(Beginning of Source data)

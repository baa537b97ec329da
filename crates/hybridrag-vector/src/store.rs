use lancedb::Connection;
use std::future::Future;
use std::path::Path;

use hybridrag_core::error::{Error, Result};

use crate::schema::build_arrow_schema;
use crate::table::{ensure_table, open_db, table_exists};

/// Handle on one LanceDB collection. Owns the tokio runtime its async calls are
/// driven on, so the sync `DenseIndex`/`VectorIndexer` traits can be served
/// from plain threads.
pub struct LanceStore {
	pub(crate) runtime: tokio::runtime::Runtime,
	pub(crate) db: Connection,
	pub(crate) table_name: String,
	pub(crate) dim: usize,
}

impl LanceStore {
	pub fn open(uri: &Path, table_name: &str, dim: usize) -> Result<Self> {
		let runtime = tokio::runtime::Runtime::new().map_err(unavailable)?;
		let db = runtime.block_on(open_db(uri.to_string_lossy().as_ref())).map_err(unavailable)?;
		tracing::debug!(uri = %uri.display(), table = table_name, "lancedb connected");
		Ok(Self { runtime, db, table_name: table_name.to_string(), dim })
	}

	pub fn table_name(&self) -> &str {
		&self.table_name
	}

	pub fn dim(&self) -> usize {
		self.dim
	}

	pub fn exists(&self) -> Result<bool> {
		self.block_on(table_exists(&self.db, &self.table_name)).map_err(unavailable)
	}

	/// Creates the collection with zero rows when it is missing.
	pub fn ensure_collection(&self) -> Result<()> {
		self.block_on(ensure_table(&self.db, &self.table_name, build_arrow_schema(self.dim))).map_err(unavailable)
	}

	pub fn count(&self) -> Result<usize> {
		self.block_on(async {
			let table = self.db.open_table(&self.table_name).execute().await?;
			table.count_rows(None).await
		})
		.map_err(unavailable)
	}

	pub(crate) fn block_on<F: Future>(&self, fut: F) -> F::Output {
		self.runtime.block_on(fut)
	}
}

pub(crate) fn unavailable(e: impl std::fmt::Display) -> Error {
	Error::RetrievalUnavailable(e.to_string())
}
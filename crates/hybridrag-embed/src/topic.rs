use std::sync::Arc;

use hybridrag_core::error::Result;
use hybridrag_core::traits::{Embedder, TopicResolver};
use hybridrag_core::types::EmbedRole;

/// Picks the candidate label whose embedding is closest to the question.
pub struct EmbeddingTopicResolver {
    embedder: Arc<dyn Embedder>,
}

impl EmbeddingTopicResolver {
    pub fn new(embedder: Arc<dyn Embedder>) -> Self {
        Self { embedder }
    }
}

impl TopicResolver for EmbeddingTopicResolver {
    fn resolve(&self, question: &str, candidates: &[String]) -> Result<Option<String>> {
        if candidates.is_empty() {
            return Ok(None);
        }
        // labels are embedded as passages: they play the document side of the match
        let Some(question_vec) = self.embedder.embed_as(EmbedRole::Query, &[question.to_string()])?.pop() else {
            return Ok(None);
        };
        let label_vecs = self.embedder.embed_as(EmbedRole::Passage, candidates)?;

        // Ties keep the earliest candidate.
        let mut best: Option<(usize, f32)> = None;
        for (i, label_vec) in label_vecs.iter().enumerate() {
            let sim = cosine_similarity(&question_vec, label_vec);
            if best.map_or(true, |(_, b)| sim > b) {
                best = Some((i, sim));
            }
        }
        let resolved = best.and_then(|(i, _)| candidates.get(i).cloned());
        tracing::debug!(?resolved, candidates = candidates.len(), "topic resolved");
        Ok(resolved)
    }
}

pub fn cosine_similarity(a: &[f32], b: &[f32]) -> f32 {
    let dot: f32 = a.iter().zip(b).map(|(x, y)| x * y).sum();
    let na = a.iter().map(|x| x * x).sum::<f32>().sqrt();
    let nb = b.iter().map(|x| x * x).sum::<f32>().sqrt();
    if na == 0.0 || nb == 0.0 {
        return 0.0;
    }
    dot / (na * nb)
}
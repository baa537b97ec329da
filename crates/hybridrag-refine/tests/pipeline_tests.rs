mod common;

use std::sync::Arc;

use common::{CountingStore, ScriptedGenerator, ScriptedOracle};
use hybridrag_core::config::AppConfig;
use hybridrag_core::error::Error;
use hybridrag_core::traits::{Embedder, VectorIndexer};
use hybridrag_core::types::{EmbedRole, FollowUp, Passage};
use hybridrag_embed::{EmbeddingTopicResolver, FakeEmbedder};
use hybridrag_refine::{ConversationMemory, QueryPipeline, RetrieverKind, Strategy};

const DIM: usize = 1024;

struct Fixture {
    store: Arc<CountingStore>,
    generator: Arc<ScriptedGenerator>,
    oracle: Arc<ScriptedOracle>,
    pipeline: QueryPipeline,
}

fn fixture(config: AppConfig, oracle: ScriptedOracle) -> Fixture {
    let embedder: Arc<dyn Embedder> = Arc::new(FakeEmbedder::new(DIM));
    let store = Arc::new(CountingStore::default());
    let passages = [
        Passage::new("refunds:0", "refunds are issued within 30 days of the invoice", Some("billing")),
        Passage::new("plans:0", "the premium plan is billed monthly", Some("billing")),
        Passage::new("router:0", "restart the router when the connection drops", Some("technical")),
    ];
    let texts: Vec<String> = passages.iter().map(|p| p.text.clone()).collect();
    store.inner.index(&passages, &embedder.embed_as(EmbedRole::Passage, &texts).unwrap()).unwrap();

    let generator = Arc::new(ScriptedGenerator::default());
    let oracle = Arc::new(oracle);
    let pipeline = QueryPipeline::new(
        embedder.clone(),
        store.clone(),
        Arc::new(EmbeddingTopicResolver::new(embedder)),
        generator.clone(),
        oracle.clone(),
        &config,
    )
    .unwrap();
    Fixture { store, generator, oracle, pipeline }
}

#[test]
fn unknown_tag_fails_before_store_access() {
    let f = fixture(AppConfig::default(), ScriptedOracle::default());
    let err = f.pipeline.ask_tagged("what is the refund window", "iterative:bm25", true, None).unwrap_err();
    assert!(matches!(err, Error::InvalidModeSelection(_)), "got {err:?}");
    assert_eq!(f.store.calls(), 0);
    assert!(f.generator.calls.lock().unwrap().is_empty());
}

#[test]
fn empty_question_is_invalid_request() {
    let f = fixture(AppConfig::default(), ScriptedOracle::default());
    let err = f.pipeline.ask("   ", Strategy::Hybrid, true, None).unwrap_err();
    assert!(matches!(err, Error::InvalidRequest(_)));
    assert_eq!(f.store.calls(), 0);
}

#[test]
fn single_shot_strategies_generate_once() {
    let f = fixture(AppConfig::default(), ScriptedOracle::default());
    for tag in ["standard", "hybrid"] {
        let outcome = f.pipeline.ask_tagged("refund window", tag, false, None).unwrap();
        assert_eq!(outcome.rounds, 1);
        assert_eq!(outcome.topic, None);
        assert_eq!(outcome.strategy.to_string(), tag);
    }
    assert_eq!(f.oracle.calls(), 0);
    let calls = f.generator.calls.lock().unwrap();
    assert_eq!(calls.len(), 2);
    assert_eq!(calls[0].context_len, 3, "standard returns every stored passage under top_k 5");
}

#[test]
fn iterative_strategy_runs_the_loop() {
    let mut config = AppConfig::default();
    config.refinement.max_iterations = 2;
    let f = fixture(config, ScriptedOracle::default());
    let outcome = f.pipeline.ask("why was I charged twice", Strategy::Iterative(RetrieverKind::Hybrid), false, None).unwrap();
    assert_eq!(outcome.rounds, 2);
    assert_eq!(outcome.answer, "answer 2");
    assert_eq!(f.oracle.calls(), 2);
}

#[test]
fn iterative_stops_when_oracle_is_satisfied() {
    let f = fixture(AppConfig::default(), ScriptedOracle::with_replies([FollowUp::Done]));
    let outcome = f.pipeline.ask_tagged("refund window", "iterative:standard", false, None).unwrap();
    assert_eq!(outcome.rounds, 1);
    assert_eq!(outcome.strategy, Strategy::Iterative(RetrieverKind::Standard));
}

#[test]
fn memory_feeds_history_and_records_turns() {
    let f = fixture(AppConfig::default(), ScriptedOracle::default());
    let mut memory = ConversationMemory::new(8);
    f.pipeline.ask("refund window", Strategy::Standard, false, Some(&mut memory)).unwrap();
    f.pipeline.ask("and for the premium plan", Strategy::Standard, false, Some(&mut memory)).unwrap();

    let history_lens: Vec<usize> = f.generator.calls.lock().unwrap().iter().map(|c| c.history_len).collect();
    assert_eq!(history_lens, [0, 1]);
    assert_eq!(memory.len(), 2);
    assert_eq!(memory.turns()[0].question, "refund window");
    assert_eq!(memory.turns()[0].answer, "answer 1");
}

#[test]
fn billing_question_is_scoped_to_billing() {
    let f = fixture(AppConfig::default(), ScriptedOracle::default());
    let question = "billing invoice refund for last month";

    let docs = f.pipeline.retrieve_only(question, RetrieverKind::Standard, true).unwrap();
    assert_eq!(docs.len(), 2);
    assert!(docs.iter().all(|d| d.topic.as_deref() == Some("billing")));

    let outcome = f.pipeline.ask(question, Strategy::Hybrid, true, None).unwrap();
    assert_eq!(outcome.topic.as_deref(), Some("billing"));
}

#[test]
fn detection_off_searches_everything() {
    let f = fixture(AppConfig::default(), ScriptedOracle::default());
    let docs = f.pipeline.retrieve_only("restart the router", RetrieverKind::Hybrid, false).unwrap();
    assert_eq!(docs.len(), 3);
}

#[test]
fn invalid_config_is_rejected() {
    let mut config = AppConfig::default();
    config.refinement.max_iterations = 0;
    let embedder: Arc<dyn Embedder> = Arc::new(FakeEmbedder::new(8));
    let result = QueryPipeline::new(
        embedder.clone(),
        Arc::new(CountingStore::default()),
        Arc::new(EmbeddingTopicResolver::new(embedder)),
        Arc::new(ScriptedGenerator::default()),
        Arc::new(ScriptedOracle::default()),
        &config,
    );
    assert!(matches!(result, Err(Error::InvalidConfig(_))));
}
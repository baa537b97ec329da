use hybridrag_core::config::AppConfig;
use hybridrag_core::traits::Embedder;
use hybridrag_core::types::EmbedRole;
use hybridrag_embed::get_default_embedder;

fn main() -> anyhow::Result<()> {
    let config = AppConfig::load()?;
    let embedder = get_default_embedder(&config.embedding)?;
    let texts = vec!["hello world".to_string(), "rust embeddings".to_string()];
    let embs = embedder.embed_as(EmbedRole::Passage, &texts)?;
    println!("B={} dim={}", embs.len(), embedder.dim());
    Ok(())
}
use std::fmt;
use std::str::FromStr;

use hybridrag_core::error::Error;

/// Retriever built for a request, also the sub-strategy of `Iterative`.
#[derive(Debug, Clone, Copy, PartialEq, Eq)]
pub enum RetrieverKind {
    Standard,
    Hybrid,
}

#[derive(Debug, Clone, Copy, PartialEq, Eq)]
pub enum Strategy {
    Standard,
    Hybrid,
    Iterative(RetrieverKind),
}

impl Strategy {
    pub fn retriever_kind(self) -> RetrieverKind {
        match self {
            Self::Standard => RetrieverKind::Standard,
            Self::Hybrid => RetrieverKind::Hybrid,
            Self::Iterative(kind) => kind,
        }
    }
}

impl FromStr for Strategy {
    type Err = Error;

    fn from_str(tag: &str) -> Result<Self, Self::Err> {
        match tag.trim().to_ascii_lowercase().as_str() {
            "standard" => Ok(Self::Standard),
            "hybrid" => Ok(Self::Hybrid),
            "iterative" | "iterative:hybrid" => Ok(Self::Iterative(RetrieverKind::Hybrid)),
            "iterative:standard" => Ok(Self::Iterative(RetrieverKind::Standard)),
            _ => Err(Error::InvalidModeSelection(tag.to_string())),
        }
    }
}

impl FromStr for RetrieverKind {
    type Err = Error;

    fn from_str(tag: &str) -> Result<Self, Self::Err> {
        match tag.trim().to_ascii_lowercase().as_str() {
            "standard" => Ok(Self::Standard),
            "hybrid" => Ok(Self::Hybrid),
            _ => Err(Error::InvalidModeSelection(tag.to_string())),
        }
    }
}

impl fmt::Display for RetrieverKind {
    fn fmt(&self, f: &mut fmt::Formatter<'_>) -> fmt::Result {
        f.write_str(match self {
            Self::Standard => "standard",
            Self::Hybrid => "hybrid",
        })
    }
}

impl fmt::Display for Strategy {
    fn fmt(&self, f: &mut fmt::Formatter<'_>) -> fmt::Result {
        match self {
            Self::Standard => f.write_str("standard"),
            Self::Hybrid => f.write_str("hybrid"),
            Self::Iterative(kind) => write!(f, "iterative:{kind}"),
        }
    }
}
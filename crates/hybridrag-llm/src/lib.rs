//! hybridrag-llm
//!
//! OpenAI-compatible chat client serving as both the answer generator and the
//! follow-up oracle of the refinement loop.

pub mod client;
pub mod prompt;

pub use client::{parse_chat_content, parse_follow_up, ChatClient};
use serde_json::{json, Value};

use hybridrag_core::types::{Document, Turn};

pub const ANSWER_SYSTEM: &str = "You are an assistant answering questions based on the provided context. \
Use the context to provide a concise and accurate answer to the question.";

pub const FOLLOW_UP_SYSTEM: &str = "You review answers produced from retrieved documents. \
If the answer fully addresses the question, reply with exactly NONE. \
Otherwise reply with one follow-up question that would retrieve the missing information, and nothing else.";

/// Numbered passages, blank-line separated.
pub fn render_context(context: &[Document]) -> String {
    context.iter().enumerate().map(|(i, d)| format!("[{}] {}", i + 1, d.text.trim())).collect::<Vec<_>>().join("\n\n")
}

pub fn answer_messages(question: &str, context: &[Document], history: Option<&[Turn]>) -> Vec<Value> {
    let mut messages = vec![json!({ "role": "system", "content": ANSWER_SYSTEM })];
    for turn in history.unwrap_or_default() {
        messages.push(json!({ "role": "user", "content": turn.question }));
        messages.push(json!({ "role": "assistant", "content": turn.answer }));
    }
    let user = format!("Context:\n{}\n\nQuestion:\n{}\n\nAnswer:", render_context(context), question);
    messages.push(json!({ "role": "user", "content": user }));
    messages
}

pub fn follow_up_messages(question: &str, answer: &str) -> Vec<Value> {
    vec![
        json!({ "role": "system", "content": FOLLOW_UP_SYSTEM }),
        json!({ "role": "user", "content": format!("Question:\n{question}\n\nAnswer:\n{answer}") }),
    ]
}
use std::collections::HashMap;

use tantivy::collector::TopDocs;
use tantivy::query::{BooleanQuery, Occur, Query, TermQuery};
use tantivy::schema::{Field, IndexRecordOption, Value};
use tantivy::{doc, Index, IndexReader, IndexWriter, TantivyDocument, Term};

use hybridrag_core::error::{Error, Result};
use hybridrag_core::types::{Passage, SearchHit, SourceKind};

use crate::tantivy_utils::{build_schema, register_tokenizer, tokenize};

const WRITER_HEAP_BYTES: usize = 50_000_000;

/// BM25 index over one corpus snapshot. Lives in RAM and is never updated;
/// build a new one to see new passages.
pub struct LexicalIndex {
	reader: IndexReader,
	id_field: Field,
	text_field: Field,
	corpus: Vec<Passage>,
}

impl LexicalIndex {
	pub fn build(corpus: Vec<Passage>) -> Result<Self> {
		let schema = build_schema();
		let index = Index::create_in_ram(schema.clone());
		register_tokenizer(&index);
		let id_field = schema.get_field("id").map_err(lexical_err)?;
		let text_field = schema.get_field("text").map_err(lexical_err)?;

		let mut writer: IndexWriter = index.writer_with_num_threads(1, WRITER_HEAP_BYTES).map_err(lexical_err)?;
		for passage in &corpus {
			writer
				.add_document(doc!(id_field => passage.id.clone(), text_field => passage.text.clone()))
				.map_err(lexical_err)?;
		}
		writer.commit().map_err(lexical_err)?;
		let reader = index.reader().map_err(lexical_err)?;
		tracing::debug!(passages = corpus.len(), "lexical index built");
		Ok(Self { reader, id_field, text_field, corpus })
	}

	pub fn len(&self) -> usize {
		self.corpus.len()
	}

	pub fn is_empty(&self) -> bool {
		self.corpus.is_empty()
	}

	/// One hit per corpus passage, in corpus order. Passages sharing no term
	/// with the query score 0 rather than being dropped.
	pub fn score(&self, query_text: &str) -> Result<Vec<SearchHit>> {
		let terms = tokenize(query_text);
		let scores = if terms.is_empty() || self.corpus.is_empty() { HashMap::new() } else { self.bm25(&terms)? };
		Ok(self
			.corpus
			.iter()
			.map(|p| SearchHit {
				id: p.id.clone(),
				text: p.text.clone(),
				topic: p.topic.clone(),
				score: scores.get(&p.id).copied().unwrap_or(0.0),
				source: SourceKind::Text,
			})
			.collect())
	}

	fn bm25(&self, terms: &[String]) -> Result<HashMap<String, f32>> {
		let clauses: Vec<(Occur, Box<dyn Query>)> = terms
			.iter()
			.map(|t| {
				let term = Term::from_field_text(self.text_field, t);
				(Occur::Should, Box::new(TermQuery::new(term, IndexRecordOption::WithFreqs)) as Box<dyn Query>)
			})
			.collect();
		let query = BooleanQuery::new(clauses);
		let searcher = self.reader.searcher();
		let top_docs = searcher.search(&query, &TopDocs::with_limit(self.corpus.len())).map_err(lexical_err)?;
		let mut scores = HashMap::with_capacity(top_docs.len());
		for (score, addr) in top_docs {
			let doc: TantivyDocument = searcher.doc(addr).map_err(lexical_err)?;
			if let Some(id) = doc.get_first(self.id_field).and_then(|v| v.as_str()) {
				scores.insert(id.to_string(), score);
			}
		}
		Ok(scores)
	}
}

fn lexical_err(e: impl std::fmt::Display) -> Error {
	Error::LexicalIndex(e.to_string())
}
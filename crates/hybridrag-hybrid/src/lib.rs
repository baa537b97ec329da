//! hybridrag-hybrid
//!
//! Retrievers over the dense store: `HybridRetriever` fuses dense similarity
//! with BM25 over a per-call corpus snapshot, `StandardRetriever` is dense only.

pub mod fusion;
pub mod retriever;
pub mod standard;

pub use fusion::{fuse, FusionCandidate};
pub use retriever::HybridRetriever;
pub use standard::StandardRetriever;
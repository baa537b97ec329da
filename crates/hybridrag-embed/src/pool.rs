use anyhow::{ensure, Context, Result};
use candle_core::Tensor;

/// Mean of the unmasked token states, scaled to unit length.
///
/// `hidden` is `[batch, tokens, width]`, `attention_mask` is `[batch, tokens]`
/// (any dtype, 1 for real tokens); the result is `[batch, width]`.
pub fn masked_mean_l2(hidden: &Tensor, attention_mask: &Tensor) -> Result<Tensor> {
    let (batch, _, width) = hidden.dims3().context("hidden states must be [batch, tokens, width]")?;
    let mask = attention_mask.to_device(hidden.device())?.to_dtype(hidden.dtype())?.unsqueeze(2)?;
    let summed = hidden.broadcast_mul(&mask)?.sum(1)?;
    // all-padding rows divide by a tiny count instead of zero
    let counts = mask.sum(1)?.clamp(1e-9f32, f32::MAX)?;
    let mean = summed.broadcast_div(&counts)?;
    let norm = mean.sqr()?.sum_keepdim(1)?.sqrt()?.clamp(1e-12f32, f32::MAX)?;
    let pooled = mean.broadcast_div(&norm)?;
    ensure!(pooled.dims() == [batch, width], "pooled shape mismatch: {:?}", pooled.dims());
    Ok(pooled)
}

(End of Source data)

### Prompt
The answer must be a single number: how many lines above contain the word "outcome".

### Solution to the problem
12